Apsara Engine by Bishakh Som

Apsara Engine by Bishakh Som

Som’s debut graphic short story collection envisions trans futures and thoughtfully explores ideas of gender, the body, and human connection against a sci-fi and fantasy backdrop.

 

The Best We Could Do: An Illustrated Memoir by Thi Bui

The Best We Could Do: An Illustrated Memoir by Thi Bui

In this gorgeous and deeply intimate illustrated memoir of her family, Bui delves into the past while looking towards the future. Depicting Bui's family in war-torn Vietnam, their escape to the US, and the lasting effects of displacement, Bui lays bare and embraces the sacrifices made to ensure a new life for future generations.

Bengali Harlem and the Lost Histories of South Asian America by Vivek Bald

Bengali Harlem and the Lost Histories of South Asian America by Vivek Bald

When it comes to South Asian American history, most people often think of post-1965 immigration waves. Writer and filmmaker Bald, on the other hand, delves deep into the forgotten history of the Bengali men who arrived  during the 1880s to 1950s via Ellis Island and other East Coast ports as silk traders and ship workers. This book also paints a broader picture of how some of these working-class men weathered discrimination and made new homes in Black, Hispanic, and Creole neighborhoods such as Harlem, Baltimore, Detroit, New Orleans, and beyond.   

Bestiary by K-Ming Chang

Bestiary by K-Ming Chang

Bestiary describes three generations of Taiwanese American women haunted by their homeland, with each embodying a mythical story. Chang’s energetic, inventive, and lyrical voice will resonate with diasporic audiences.

 

Blame This on the Boogie by Rina Ayuyang

 

Blame This on the Boogie by Rina Ayuyang

Ayuyang chronicles growing up as Filipino American in Pittsburgh under the lights of disco and the silver screen in this colorful, exuberant graphic memoir.

 

Bright Lines: A Novel by Tanwi Nadini Islam

Bright Lines: A Novel by Tanwi Nadini Islam (Tanaïs)

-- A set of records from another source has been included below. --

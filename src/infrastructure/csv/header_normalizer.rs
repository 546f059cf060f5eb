// ============================================================
// HEADER NORMALIZER
// ============================================================
// Clean display labels from raw survey column headers

use once_cell::sync::Lazy;
use regex::Regex;

static BRACKET_PATTERN: Lazy<Regex> = Lazy::new(|| Regex::new(r"\[(.*?)\]").unwrap());

/// Turn a raw survey header into a display label.
///
/// Grouped-question exports put the actual item in brackets
/// (`Teiginiai [Klasė yra tvarkinga]`); otherwise the instructional
/// `preamble` is removed from the start of the header.
pub fn normalize_header(raw: &str, preamble: &str) -> String {
    if let Some(inner) = BRACKET_PATTERN
        .captures(raw)
        .and_then(|caps| caps.get(1))
        .map(|m| m.as_str())
        .filter(|inner| !inner.is_empty())
    {
        return inner.trim().to_string();
    }

    strip_prefix_ignore_case(raw, preamble)
        .unwrap_or(raw)
        .trim()
        .to_string()
}

fn strip_prefix_ignore_case<'a>(text: &'a str, prefix: &str) -> Option<&'a str> {
    if prefix.is_empty() {
        return None;
    }

    let mut text_chars = text.char_indices();
    for expected in prefix.chars() {
        let (_, actual) = text_chars.next()?;
        if !actual.to_lowercase().eq(expected.to_lowercase()) {
            return None;
        }
    }

    let offset = text_chars.next().map(|(idx, _)| idx).unwrap_or(text.len());
    Some(&text[offset..])
}
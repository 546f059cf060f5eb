fn main() -> std::io::Result<()> {
    refleksija_lib::run()
}
use std::sync::{Arc, Mutex};

use tracing::{error, info, warn};
use tracing_subscriber::EnvFilter;

use crate::infrastructure::config::AppConfig;
use crate::infrastructure::llm_clients::GeminiClient;
use crate::infrastructure::storage::ensure_data_dir;
use crate::interfaces::http::{add_log, start_server, LogEntry};
use crate::interfaces::state::AppState;

pub fn run() -> std::io::Result<()> {
    actix_web::rt::System::new().block_on(serve())
}

async fn serve() -> std::io::Result<()> {
    let config = match AppConfig::load() {
        Ok(config) => config,
        Err(e) => {
            let _ = tracing_subscriber::fmt().with_env_filter("info").try_init();
            error!(error = %e, "Failed to load configuration");
            return Err(std::io::Error::new(std::io::ErrorKind::InvalidInput, e.to_string()));
        }
    };

    let filter = EnvFilter::try_new(&config.log_filter).unwrap_or_else(|_| EnvFilter::new("info"));
    let _ = tracing_subscriber::fmt().with_env_filter(filter).try_init();

    let vocabulary = config
        .load_vocabulary()
        .map_err(|e| std::io::Error::new(std::io::ErrorKind::InvalidData, e.to_string()))?;
    ensure_data_dir(&config.data_dir)?;

    if config.llm.api_key.is_none() {
        warn!("No Gemini API key configured; insights will use the fallback text");
    }

    let logs: Arc<Mutex<Vec<LogEntry>>> = Arc::new(Mutex::new(Vec::new()));
    let (host, port) = config.bind_address();
    let state = Arc::new(AppState::new(
        config,
        vocabulary,
        Arc::new(GeminiClient::new()),
    ));

    add_log(
        &logs,
        "INFO",
        "Server",
        &format!("Listening on http://{}:{}", host, port),
    );
    info!(host = %host, port, "Starting HTTP server");

    start_server(state, logs)?.await
}
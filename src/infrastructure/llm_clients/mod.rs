pub mod gemini;

use crate::domain::error::Result;
use crate::domain::llm_config::LLMConfig;
use async_trait::async_trait;
use serde_json::Value;

pub use gemini::GeminiClient;

#[async_trait]
pub trait LLMClient {
    /// Ask for a JSON answer constrained by `schema`; returns the raw text
    async fn generate_json(&self, config: &LLMConfig, prompt: &str, schema: &Value)
        -> Result<String>;

    /// Transcribe base64-encoded audio into text
    async fn transcribe(
        &self,
        config: &LLMConfig,
        audio_base64: &str,
        mime_type: &str,
        instruction: &str,
    ) -> Result<String>;
}
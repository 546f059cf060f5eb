// ============================================================
// SURVEY DOMAIN LAYER
// ============================================================
// Core types and fixed vocabulary for student survey analysis
// No I/O, no async

mod category;
mod question_summary;
mod survey_row;
mod vocabulary;

pub use category::Category;
pub use question_summary::{QuestionSummary, ScoreBand};
pub use survey_row::SurveyRow;
pub use vocabulary::{LikertPhrase, SurveyVocabulary, TaxonomyEntry};

use serde::{Deserialize, Serialize};

/// Result of analysing one uploaded survey file
#[derive(Debug, Clone, Default, PartialEq, Serialize, Deserialize)]
#[serde(rename_all = "camelCase")]
pub struct SurveyAnalysis {
    /// One entry per Likert column, in header order
    pub summaries: Vec<QuestionSummary>,

    /// Free-text answers from non-Likert columns, in column then row order
    pub feedback: Vec<String>,

    /// Number of respondent rows that survived parsing
    pub row_count: usize,
}

impl SurveyAnalysis {
    pub fn is_empty(&self) -> bool {
        self.summaries.is_empty()
    }

    /// Respondent count as shown on the dashboard header
    pub fn respondent_count(&self) -> usize {
        self.summaries.first().map(|s| s.total).unwrap_or(0)
    }
}
pub mod config;
pub mod csv;
pub mod llm_clients;
pub mod response;
pub mod storage;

This coming-of-age novel/drama set in Brooklyn and Bangladesh follows the Saleems (patriarch Anwar, a botanical apothecary owner; his wife, Hashi, a beauty salon owner; their teenage daughter, Charu; and college-student niece, Ella) as they deal with family secrets, hidden affairs, and tragedy. 

 

Dear Girls: Intimate Tales, Untold Secrets and Advice for Living Your Best Life by Ali Wong

Dear Girls: Intimate Tales, Untold Secrets and Advice for Living Your Best Life by Ali Wong

Comedian Ali Wong puts her brash, lusty stamp on the memoir-as-a-letter genre with this collection of stories from her college study abroad experience in Vietnam, her struggles to break into the entertainment business, and her observations on love, family, food, and motherhood. 

 

Fairest: A Memoir by Meredith Tulusan

Fairest: A Memoir by Meredith Tulusan

Journalist and editor Meredith Tulusan tells her lifelong story of struggle and acceptance as an albino boy in the Philippines, coming out at Harvard University, and later on, undergoing a gender transition as an adult.   

 

The Good Immigrant: 26 Writers Reflect on America edited by Nikesh Shukla and Chimène Suleyman

The Good Immigrant: 26 Writers Reflect on America edited by Nikesh Shukla and Chimène Suleyman

Following in the footsteps of the original UK text, this new edition features writing by first- and second-generation immigrant authors as they reflect on America in the wake of the 2016 election. APIDA voices shine throughout this compelling collection.

 

Good Talk: A Memoir in Conversations by Mira Jacob

Good Talk: A Memoir in Conversations by Mira Jacob

Jacob’s heartfelt graphic memoir invites readers into her life growing up as a first-generation American as she grapples with difficult questions about race, identity, politics, and love with her six-year-old son. The photographic collage art style serves as an interesting and effective backdrop to necessary conversations. 

 

Go Home! edited by Rowan Hisayo Buchanan

Go Home! edited by Rowan Hisayo Buchanan

Asian diasporic writers—including Alexander Chee, Gaiutra Bahadur, Mia Alvar, Chang-Rae Lee and more—meditate on the meaning of “home” through short stories, essays, and poetry in this timely, well-curated collection.

 

Gutted by Justin Chin

Gutted by Justin Chin

Faced with his father’s terminal illness and his own health issues, Chin grapples with grief and loss in this Lambda-nominated poetry collection. Chin died less than a decade later due to a stroke.

 

Homeland Elegies: A Novel by Ayad Akhtar

Homeland Elegies: A Novel by Ayad Akhtar

In this literary novel that blends in many autobiographical experiences, Akhtar writes about his relationship with his immigrant father, political conflicts and strife, wealth and debt, and love and loss, questioning what it means to be Pakistani American and Muslim in a post-9/11 and post-Trump world.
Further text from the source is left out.